One Of The Lost

by Lady Nik   Nov 15, 2009


Silence passes through this room
that holds me in this haunted place.
Back and forth my screams
bounce, wonder if you
heard my whispers. I contemplate
a way to escape the
bars inside my head. I have
lost myself inside my
own disease. Pulling at the
strings that tie me to this
world. A world so gloomy
and dull that not even
gray spots appear.

Where has humanity gone..
why didn't I follow?

Now I'm trapped with my
own internal monsters. My
very creations. Horrid and
savage beings. All once a
part of me. Demonic thoughts
seep through the holes
you drilled into my heart.
Black pours out letting me
know I am no longer pure.

Your lasting words pick me
apart like a filthy vulture
eating the remains of the dead.
I exist mainly to die all over
again whenever your dark
eyes meet mine.

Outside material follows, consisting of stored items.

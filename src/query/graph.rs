//! Graph orchestration over the span index
//!
//! Every query here is a short pipeline of [`Engine`] aggregations over the
//! span documents written by [`GraphQuery::index`].

use super::types::{Exploration, FacetLimits, GraphLeaf, GraphTree, IndexOutcome, PredicateBranch, Summary};
use crate::backend::{
    self, fields, graph_documents, AggregateRequest, BackendResult, BulkReport, Dictionary, Engine, Filter,
    IndexSchema, Suggestion, TermCount,
};
use crate::chunk::ContentType;
use crate::config::Config;
use crate::enrich::EnrichmentBatch;
use crate::group::ConceptGroup;
use chrono::{DateTime, Utc};
use std::collections::HashSet;
use std::sync::Arc;
use std::time::Duration;
use tracing::{debug, info, warn};

/// Upper bound on co-occurring sentences considered per concept/verb pair
const SENTENCE_LIMIT: usize = 1000;

/// Default number of suggestions returned
pub const DEFAULT_SUGGESTIONS: usize = 5;

pub struct GraphQuery {
    engine: Arc<dyn Engine>,
    timeout: Duration,
}

fn concepts() -> Filter {
    Filter::term(fields::CONTENTTYPE, ContentType::Concept.as_str())
}

fn governed_by(verb: &str) -> Filter {
    Filter::AnyOf(vec![
        Filter::term(fields::SUBJECTOF, verb),
        Filter::term(fields::OBJECTOF, verb),
    ])
}

impl GraphQuery {
    pub fn new(engine: Arc<dyn Engine>, timeout: Duration) -> Self {
        Self { engine, timeout }
    }

    /// Connect to the configured graph index (`{name}-graph`)
    pub fn connect(config: &Config) -> BackendResult<Self> {
        let engine = backend::connect(config, config.graph_index_name())?;
        Ok(Self::new(engine, config.timeout()))
    }

    pub fn engine(&self) -> &Arc<dyn Engine> {
        &self.engine
    }

    /// Create the graph index unless it exists. Returns whether it was created.
    pub async fn ensure_index(&self, schema: &IndexSchema) -> BackendResult<bool> {
        if self.engine.index_exists(self.engine.index_name()).await? {
            return Ok(false);
        }
        self.engine.index_create(schema).await?;
        Ok(true)
    }

    pub async fn indexes(&self) -> BackendResult<Vec<String>> {
        self.engine.indexes().await
    }

    pub async fn delete(&self) -> BackendResult<()> {
        self.engine.index_delete().await
    }

    pub async fn index(&self, batch: &EnrichmentBatch) -> IndexOutcome {
        self.index_at(batch, Utc::now()).await
    }

    /// Index a batch's groups with a fixed creation time.
    ///
    /// Predicates and concepts go out as two bulk calls; a failure of one
    /// does not prevent the other.
    pub async fn index_at(&self, batch: &EnrichmentBatch, createtime: DateTime<Utc>) -> IndexOutcome {
        let predicates = self
            .bulk(&batch.predicate_groups, ContentType::Predicate, createtime)
            .await;
        let concepts = self.bulk(&batch.concept_groups, ContentType::Concept, createtime).await;
        let outcome = IndexOutcome { predicates, concepts };
        info!(
            index = %self.engine.index_name(),
            indexed = outcome.indexed(),
            complete = outcome.is_complete(),
            "indexed graph batch"
        );
        outcome
    }

    async fn bulk(
        &self,
        groups: &[ConceptGroup],
        content_type: ContentType,
        createtime: DateTime<Utc>,
    ) -> BackendResult<BulkReport> {
        let documents = graph_documents(groups, content_type, createtime)
            .iter()
            .map(serde_json::to_value)
            .collect::<Result<Vec<_>, _>>()?;
        let result = self.engine.bulk_index(documents, self.timeout).await;
        match &result {
            Ok(report) if !report.is_complete() => {
                warn!(%content_type, rejected = report.rejected.len(), "bulk call rejected documents")
            }
            Ok(report) => debug!(%content_type, indexed = report.indexed, "bulk call complete"),
            Err(e) => warn!(%content_type, error = %e, "bulk call failed"),
        }
        result
    }

    /// Verbs governing concept documents that mention `concept`: the
    /// subject-role aggregation followed by the object-role aggregation.
    pub async fn verbs_near_concept(&self, concept: &str, limits: FacetLimits) -> BackendResult<Vec<TermCount>> {
        let filter = concepts().and(Filter::mentions(concept));
        let mut verbs = self.aggregate(fields::SUBJECTOF, filter.clone(), limits).await?;
        verbs.extend(self.aggregate(fields::OBJECTOF, filter, limits).await?);
        Ok(verbs)
    }

    /// Concepts sharing a sentence with `concept` where both are governed by `verb`
    pub async fn concept_verb_concepts(
        &self,
        concept: &str,
        verb: &str,
        limits: FacetLimits,
    ) -> BackendResult<Vec<TermCount>> {
        let subject = concepts().and(Filter::mentions(concept)).and(governed_by(verb));
        let sentences = self
            .aggregate(fields::SENTENCEID, subject.clone(), FacetLimits::top(SENTENCE_LIMIT))
            .await?;
        if sentences.is_empty() {
            return Ok(Vec::new());
        }
        // the subject's own groups, whatever their canonical label
        let subject_keys = self
            .aggregate(fields::KEY, subject, FacetLimits::top(SENTENCE_LIMIT))
            .await?;
        let filter = concepts()
            .and(Filter::terms(fields::SENTENCEID, sentences.into_iter().map(|s| s.term)))
            .and(Filter::terms(fields::KEY, subject_keys.into_iter().map(|k| k.term)).not())
            .and(Filter::term(fields::PREFLABEL, concept).not());
        self.aggregate(fields::PREFLABEL, filter, limits).await
    }

    /// Concepts governed by `verb` in either role
    pub async fn concepts_near_verb(&self, verb: &str, limits: FacetLimits) -> BackendResult<Vec<TermCount>> {
        self.aggregate(fields::PREFLABEL, concepts().and(governed_by(verb)), limits)
            .await
    }

    pub async fn suggest_concepts(&self, prefix: &str, count: usize) -> BackendResult<Vec<Suggestion>> {
        self.engine.suggest(prefix, Dictionary::Concepts, count).await
    }

    pub async fn suggest_predicates(&self, prefix: &str, count: usize) -> BackendResult<Vec<Suggestion>> {
        self.engine.suggest(prefix, Dictionary::Predicates, count).await
    }

    /// Ranked values of any index field, optionally restricted to one content type
    pub async fn facets(
        &self,
        field: &str,
        content_type: Option<ContentType>,
        limits: FacetLimits,
    ) -> BackendResult<Vec<TermCount>> {
        let filter = match content_type {
            Some(kind) => Filter::term(fields::CONTENTTYPE, kind.as_str()),
            None => Filter::All,
        };
        self.aggregate(field, filter, limits).await
    }

    /// Preferred-label facets of each content type
    pub async fn summarize(&self, limits: FacetLimits) -> BackendResult<Summary> {
        let concepts = self.aggregate(fields::PREFLABEL, concepts(), limits).await?;
        let predicates = self
            .aggregate(
                fields::PREFLABEL,
                Filter::term(fields::CONTENTTYPE, ContentType::Predicate.as_str()),
                limits,
            )
            .await?;
        Ok(Summary { concepts, predicates })
    }

    /// Build the subject → predicate → object tree for `subject`.
    ///
    /// Branches are the `branches` highest-weighted verbs near the subject;
    /// each carries the `objects` highest-weighted co-occurring concepts.
    pub async fn graph(&self, subject: &str, branches: usize, objects: usize) -> BackendResult<GraphTree> {
        let verbs = rank_verbs(self.verbs_near_concept(subject, FacetLimits::default()).await?);
        let mut predicates = Vec::new();
        for verb in verbs.into_iter().take(branches) {
            let leaves = self
                .concept_verb_concepts(subject, &verb.term, FacetLimits::top(objects))
                .await?
                .into_iter()
                .map(|c| GraphLeaf {
                    label: c.term,
                    weight: c.count,
                })
                .collect();
            predicates.push(PredicateBranch {
                label: verb.term,
                weight: verb.count,
                objects: leaves,
            });
        }
        debug!(subject, branches = predicates.len(), "built graph");
        Ok(GraphTree {
            subject: subject.to_string(),
            predicates,
        })
    }

    /// Suggested concepts for `prefix`, each with its top `branches` verbs
    pub async fn explore(&self, prefix: &str, count: usize, branches: usize) -> BackendResult<Vec<Exploration>> {
        let mut found = Vec::new();
        for concept in self.suggest_concepts(prefix, count).await? {
            let verbs = rank_verbs(self.verbs_near_concept(&concept.term, FacetLimits::default()).await?)
                .into_iter()
                .take(branches)
                .collect();
            found.push(Exploration { concept, verbs });
        }
        Ok(found)
    }

    async fn aggregate(&self, field: &str, filter: Filter, limits: FacetLimits) -> BackendResult<Vec<TermCount>> {
        let request = AggregateRequest::new(field)
            .filter(filter)
            .min_count(limits.min_count)
            .limit(limits.limit);
        self.engine.aggregate(&request).await
    }
}

/// Descending by count, keeping the first occurrence of each verb.
fn rank_verbs(mut verbs: Vec<TermCount>) -> Vec<TermCount> {
    verbs.sort_by(|a, b| b.count.cmp(&a.count));
    let mut seen = HashSet::new();
    verbs.retain(|v| seen.insert(v.term.clone()));
    verbs
}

You have
taken the best out of me with you.

You have stolen my heart
but I want it back.

Collect the minuscule pieces
and tape them to a bird. This is
the only way my soul can reach heaven.
There is no redemption after
the things I have seen.
No exception for the life I have lead.
I am the beast--
not the beauty.
The petal-less rose.
The horizon with no sunset

Ashes fall around me as I allow
my spirit to drop to the
lowest possible point. I have
nothing to gain for I have become
forgotten. One of the lost...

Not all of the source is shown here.